Philipp Sarasin | Ich weiß nicht, ob ich Schlegels Spruch zutreffend finden soll. Man muss als Historiker ja nichts prophezeien; man weiß, was geschehen ist, oder man kann versuchen, es zu rekonstruieren. Nur hat eben nicht jede Historikerin und jeder Historiker das gleiche Bild von der Vergangenheit. Ich hebe bestimmte Dinge hervor, und das wirft ein bestimmtes Licht auf das Geschehene. Was mich an den Siebzigerjahren, besonders an der zweiten Hälfte, interessiert, ist die Vorstellung, dass die modernen Gewissheiten wie Fortschritt, Zukunftsgläubigkeit und so weiter sich aufzulösen beginnen. Einiges ist ganz evident und wohlbekannt. Zum Beispiel das Einsetzen des Bewusstseins über eine planetare Umweltkrise, ausgelöst vom Bericht des Club of Rome von 1972 mit dem seither sprichwörtlichen Titel Die Grenzen des Wachstums: Hier wurde zum ersten Mal ein computergestütztes »Weltmodell« entworfen, das den Zusammenbruch der menschlichen Zivilisation innerhalb von hundert Jahren voraussagte, sofern das Wirtschaftswachstum nicht gebremst würde.
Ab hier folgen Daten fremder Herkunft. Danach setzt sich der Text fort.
//! Tiled execution of spatial upscalers.
//!
//! A frame is cut into overlapping tiles, each tile goes through the
//! transform on its own, and the scaled tiles are blended back with a
//! linear feather on every edge shared with a neighbouring tile. Peak
//! activation memory is bounded by one tile instead of one frame.

use anyhow::{bail, ensure, Context, Result};
use ndarray::{s, Array2, Array3, Array4, ArrayView4, Zip};
use tracing::{debug, info};

use crate::progress::ProgressReporter;

pub const DEFAULT_TILE_SIZE: usize = 512;
pub const DEFAULT_TILE_OVERLAP: usize = 32;

/// Rough activation multiplier per input pixel for ESRGAN-class models.
const ACTIVATION_FACTOR: f64 = 384.0;

#[derive(Debug, Clone, Copy, PartialEq, Eq)]
pub struct TileParams {
    pub tile: usize,
    pub overlap: usize,
    pub scale: usize,
}

impl TileParams {
    pub fn new(tile: usize, overlap: usize, scale: usize) -> Self {
        Self {
            tile,
            overlap,
            scale,
        }
    }

    pub fn validate(&self) -> Result<()> {
        ensure!(self.tile > 0, "tile size must be positive");
        ensure!(self.scale >= 1, "upscale factor must be at least 1");
        if self.tile <= self.overlap {
            bail!(
                "tile size ({}) is too small for overlap ({})",
                self.tile,
                self.overlap
            );
        }
        Ok(())
    }

    pub fn step(&self) -> usize {
        self.tile - self.overlap
    }

    /// Width of the blend ramp in output pixels.
    pub fn feather(&self) -> usize {
        self.overlap * self.scale
    }
}

impl Default for TileParams {
    fn default() -> Self {
        Self::new(DEFAULT_TILE_SIZE, DEFAULT_TILE_OVERLAP, 4)
    }
}

/// One rectangle of the input plane plus which of its edges overlap a neighbour.
#[derive(Debug, Clone, Copy, PartialEq, Eq)]
pub struct TileRegion {
    pub x: usize,
    pub y: usize,
    pub width: usize,
    pub height: usize,
    pub shared_left: bool,
    pub shared_top: bool,
    pub shared_right: bool,
    pub shared_bottom: bool,
}

fn axis_spans(dim: usize, tile: usize, step: usize) -> Vec<(usize, usize)> {
    let mut spans = Vec::new();
    let mut origin = 0usize;
    loop {
        let len = tile.min(dim - origin);
        spans.push((origin, len));
        if origin + len >= dim {
            break;
        }
        origin += step;
    }
    spans
}

/// Row-major tile grid covering a `width x height` plane.
pub fn tile_grid(width: usize, height: usize, params: &TileParams) -> Result<Vec<TileRegion>> {
    params.validate()?;
    ensure!(
        width > 0 && height > 0,
        "cannot tile an empty plane ({width}x{height})"
    );

    let xs = axis_spans(width, params.tile, params.step());
    let ys = axis_spans(height, params.tile, params.step());

    let mut grid = Vec::with_capacity(xs.len() * ys.len());
    for (yi, &(y, tile_h)) in ys.iter().enumerate() {
        for (xi, &(x, tile_w)) in xs.iter().enumerate() {
            grid.push(TileRegion {
                x,
                y,
                width: tile_w,
                height: tile_h,
                shared_left: xi > 0,
                shared_top: yi > 0,
                shared_right: xi + 1 < xs.len(),
                shared_bottom: yi + 1 < ys.len(),
            });
        }
    }
    Ok(grid)
}

/// Number of transform calls needed for one frame.
pub fn tiled_scale_steps(width: usize, height: usize, params: &TileParams) -> Result<u64> {
    Ok(tile_grid(width, height, params)?.len() as u64)
}

fn feather_ramp(len: usize, feather_lo: usize, feather_hi: usize) -> Vec<f32> {
    (0..len)
        .map(|i| {
            let mut weight = 1.0f32;
            if feather_lo > 0 && i < feather_lo {
                weight = weight.min((i + 1) as f32 / (feather_lo + 1) as f32);
            }
            let from_end = len - 1 - i;
            if feather_hi > 0 && from_end < feather_hi {
                weight = weight.min((from_end + 1) as f32 / (feather_hi + 1) as f32);
            }
            weight
        })
        .collect()
}

/// Blend weights for one scaled tile: 1 inside, linear ramp on shared edges.
pub fn tile_mask(region: &TileRegion, params: &TileParams) -> Array2<f32> {
    let feather = params.feather();
    let edge = |shared: bool| if shared { feather } else { 0 };

    let rows = feather_ramp(
        region.height * params.scale,
        edge(region.shared_top),
        edge(region.shared_bottom),
    );
    let cols = feather_ramp(
        region.width * params.scale,
        edge(region.shared_left),
        edge(region.shared_right),
    );

    Array2::from_shape_fn((rows.len(), cols.len()), |(y, x)| rows[y] * cols[x])
}

/// Sum of all tile masks over the scaled plane. Fails if any pixel is uncovered.
pub fn blend_weights(width: usize, height: usize, params: &TileParams) -> Result<Array2<f32>> {
    let grid = tile_grid(width, height, params)?;
    let scale = params.scale;
    let mut weights = Array2::<f32>::zeros((height * scale, width * scale));

    for region in &grid {
        let mask = tile_mask(region, params);
        let (oy, ox) = (region.y * scale, region.x * scale);
        let (mh, mw) = mask.dim();
        Zip::from(weights.slice_mut(s![oy..oy + mh, ox..ox + mw]))
            .and(&mask)
            .for_each(|w, &m| *w += m);
    }

    if let Some(((y, x), _)) = weights.indexed_iter().find(|(_, &w)| w <= 0.0) {
        bail!("tile grid leaves output pixel ({x}, {y}) without blend weight");
    }
    Ok(weights)
}

/// Advisory peak-memory estimate in bytes. Logged, never enforced.
pub fn estimate_memory_bytes(
    param_bytes: u64,
    tile: usize,
    scale: usize,
    element_bytes: usize,
    input_elements: usize,
) -> f64 {
    let tile_pixels = (tile * tile * 3) as f64;
    param_bytes as f64
        + tile_pixels * element_bytes as f64 * (scale.max(1) as f64) * ACTIVATION_FACTOR
        + (input_elements * element_bytes) as f64
}

/// Upscale `[frames, channels, h, w]` tile by tile.
///
/// `transform` receives `[1, C, th, tw]` views and must return
/// `[1, C', th * scale, tw * scale]`. Any transform error aborts the whole
/// call. `progress` advances once per tile.
pub fn tiled_scale<F>(
    input: ArrayView4<'_, f32>,
    params: &TileParams,
    mut transform: F,
    progress: &mut ProgressReporter,
) -> Result<Array4<f32>>
where
    F: FnMut(ArrayView4<'_, f32>) -> Result<Array4<f32>>,
{
    let (frames, _channels, height, width) = input.dim();
    ensure!(frames > 0, "cannot upscale an input without frames");

    let grid = tile_grid(width, height, params)?;
    let weights = blend_weights(width, height, params)?;
    let scale = params.scale;
    let (out_h, out_w) = (height * scale, width * scale);

    debug!(
        frames,
        height,
        width,
        tile = params.tile,
        overlap = params.overlap,
        scale,
        tiles_per_frame = grid.len(),
        "Starting tiled upscale"
    );

    let mut output: Option<Array4<f32>> = None;

    for f in 0..frames {
        let frame = input.slice(s![f..f + 1, .., .., ..]);
        let mut accumulator: Option<Array3<f32>> = None;

        for region in &grid {
            let tile_in = frame.slice(s![
                ..,
                ..,
                region.y..region.y + region.height,
                region.x..region.x + region.width
            ]);
            let tile_out = transform(tile_in).with_context(|| {
                format!(
                    "tile transform failed (frame {f}, x={}, y={}, {}x{})",
                    region.x, region.y, region.width, region.height
                )
            })?;

            let (n, out_channels, th, tw) = tile_out.dim();
            ensure!(
                n == 1 && th == region.height * scale && tw == region.width * scale,
                "tile transform returned shape {:?}, expected [1, C, {}, {}]",
                tile_out.shape(),
                region.height * scale,
                region.width * scale
            );

            let acc = accumulator.get_or_insert_with(|| Array3::zeros((out_channels, out_h, out_w)));
            ensure!(
                acc.dim().0 == out_channels,
                "tile transform changed channel count from {} to {out_channels}",
                acc.dim().0
            );

            let mask = tile_mask(region, params);
            let (oy, ox) = (region.y * scale, region.x * scale);
            for c in 0..out_channels {
                Zip::from(acc.slice_mut(s![c, oy..oy + th, ox..ox + tw]))
                    .and(tile_out.slice(s![0, c, .., ..]))
                    .and(&mask)
                    .for_each(|dst, &value, &m| *dst += value * m);
            }

            progress.advance(1);
        }

        let acc = accumulator.context("tile grid produced no tiles")?;
        let out_channels = acc.dim().0;
        let out = output.get_or_insert_with(|| Array4::zeros((frames, out_channels, out_h, out_w)));
        ensure!(
            out.dim().1 == out_channels,
            "tile transform changed channel count between frames"
        );
        for c in 0..out_channels {
            Zip::from(out.slice_mut(s![f, c, .., ..]))
                .and(acc.slice(s![c, .., ..]))
                .and(&weights)
                .for_each(|dst, &sum, &w| *dst = sum / w);
        }
    }

    info!(frames, out_h, out_w, "Tiled upscale finished");
    output.context("tiled upscale produced no output")
}

#[cfg(test)]
mod tests {
    use super::*;

    #[test]
    fn spans_cover_axis_without_padding() {
        assert_eq!(axis_spans(10, 16, 12), vec![(0, 10)]);
        assert_eq!(axis_spans(16, 16, 12), vec![(0, 16)]);
        assert_eq!(axis_spans(20, 8, 6), vec![(0, 8), (6, 8), (12, 8)]);
        assert_eq!(axis_spans(21, 8, 6), vec![(0, 8), (6, 8), (12, 8), (18, 3)]);
    }

    #[test]
    fn grid_marks_shared_edges_only() {
        let params = TileParams::new(8, 2, 1);
        let grid = tile_grid(14, 8, &params).unwrap();
        assert_eq!(grid.len(), 2);

        assert_eq!(grid[0].x, 0);
        assert!(!grid[0].shared_left);
        assert!(grid[0].shared_right);
        assert!(!grid[0].shared_top && !grid[0].shared_bottom);

        assert_eq!(grid[1].x, 6);
        assert_eq!(grid[1].width, 8);
        assert!(grid[1].shared_left);
        assert!(!grid[1].shared_right);
    }

    #[test]
    fn steps_match_grid_size() {
        let params = TileParams::new(512, 32, 4);
        assert_eq!(tiled_scale_steps(480, 512, &params).unwrap(), 1);
        assert_eq!(tiled_scale_steps(720, 480, &params).unwrap(), 2);
        assert_eq!(tiled_scale_steps(1500, 1000, &params).unwrap(), 4 * 3);
    }

    #[test]
    fn ramp_is_one_inside_and_positive_at_edges() {
        let ramp = feather_ramp(10, 3, 0);
        assert_eq!(ramp[0], 0.25);
        assert_eq!(ramp[1], 0.5);
        assert_eq!(ramp[2], 0.75);
        assert!(ramp[3..].iter().all(|&w| w == 1.0));

        let both = feather_ramp(6, 2, 2);
        assert_eq!(both, vec![1.0 / 3.0, 2.0 / 3.0, 1.0, 1.0, 2.0 / 3.0, 1.0 / 3.0]);
    }

    #[test]
    fn mask_is_flat_for_single_tile() {
        let params = TileParams::new(16, 4, 2);
        let grid = tile_grid(10, 12, &params).unwrap();
        assert_eq!(grid.len(), 1);
        let mask = tile_mask(&grid[0], &params);
        assert_eq!(mask.dim(), (24, 20));
        assert!(mask.iter().all(|&w| w == 1.0));
    }

    #[test]
    fn weights_cover_awkward_sizes() {
        for (w, h) in [(37, 53), (9, 9), (17, 8), (1, 40)] {
            let params = TileParams::new(8, 3, 2);
            let weights = blend_weights(w, h, &params).unwrap();
            assert_eq!(weights.dim(), (h * 2, w * 2));
            assert!(weights.iter().all(|&v| v > 0.0), "uncovered pixel for {w}x{h}");
        }
    }

    #[test]
    fn rejects_overlap_not_smaller_than_tile() {
        let err = TileParams::new(16, 16, 2).validate().unwrap_err();
        assert!(err.to_string().contains("too small for overlap"));
        assert!(TileParams::new(16, 4, 0).validate().is_err());
    }

    #[test]
    fn rejects_empty_plane() {
        assert!(tile_grid(0, 16, &TileParams::new(8, 2, 1)).is_err());
    }

    #[test]
    fn memory_estimate_adds_params_activations_and_input() {
        let estimate = estimate_memory_bytes(1_000, 512, 4, 2, 10);
        let expected = 1_000.0 + (512.0 * 512.0 * 3.0) * 2.0 * 4.0 * 384.0 + 20.0;
        assert_eq!(estimate, expected);
        assert_eq!(
            estimate_memory_bytes(0, 8, 0, 4, 0),
            estimate_memory_bytes(0, 8, 1, 4, 0)
        );
    }
}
Ich glaube, das ist fundamental, weil die Moderne immer davon ausging, die Natur als eine unendliche Ressource zu behandeln. Auch bei Marx, Engels oder Lenin ist dieser Gedanke zentral: Die Natur ist die ausbeutbare Ressource, um die Gesellschaft weiterzubringen. An eben diese Grenze stößt man in den Siebzigerjahren – was nicht heißt, dass die Ausbeutung der Natur nicht weiterging. Doch die Klimakrise signalisiert diese Grenze nun in einer dramatischen Weise. 

KK | Das ist aber nur ein Aspekt der Krise der Moderne.

PS | Ein weiterer ist zum Beispiel die langsame Erosion der Vorstellung, man lebe entweder in einer homogenen Mittelstandsgesellschaft oder, so auf der Linken, in einer nach Klassen gegliederten Gesellschaft, die aber in beiden Fällen über Massenmedien integriert und in einem als homogen gedachten Nationalstaat organisiert wird. Mit dem Soziologen Andreas Reckwitz spreche ich hier vom »Allgemeinen«, das als Diskursform und Organisationsprinzip die modernen Gesellschaften prägt. 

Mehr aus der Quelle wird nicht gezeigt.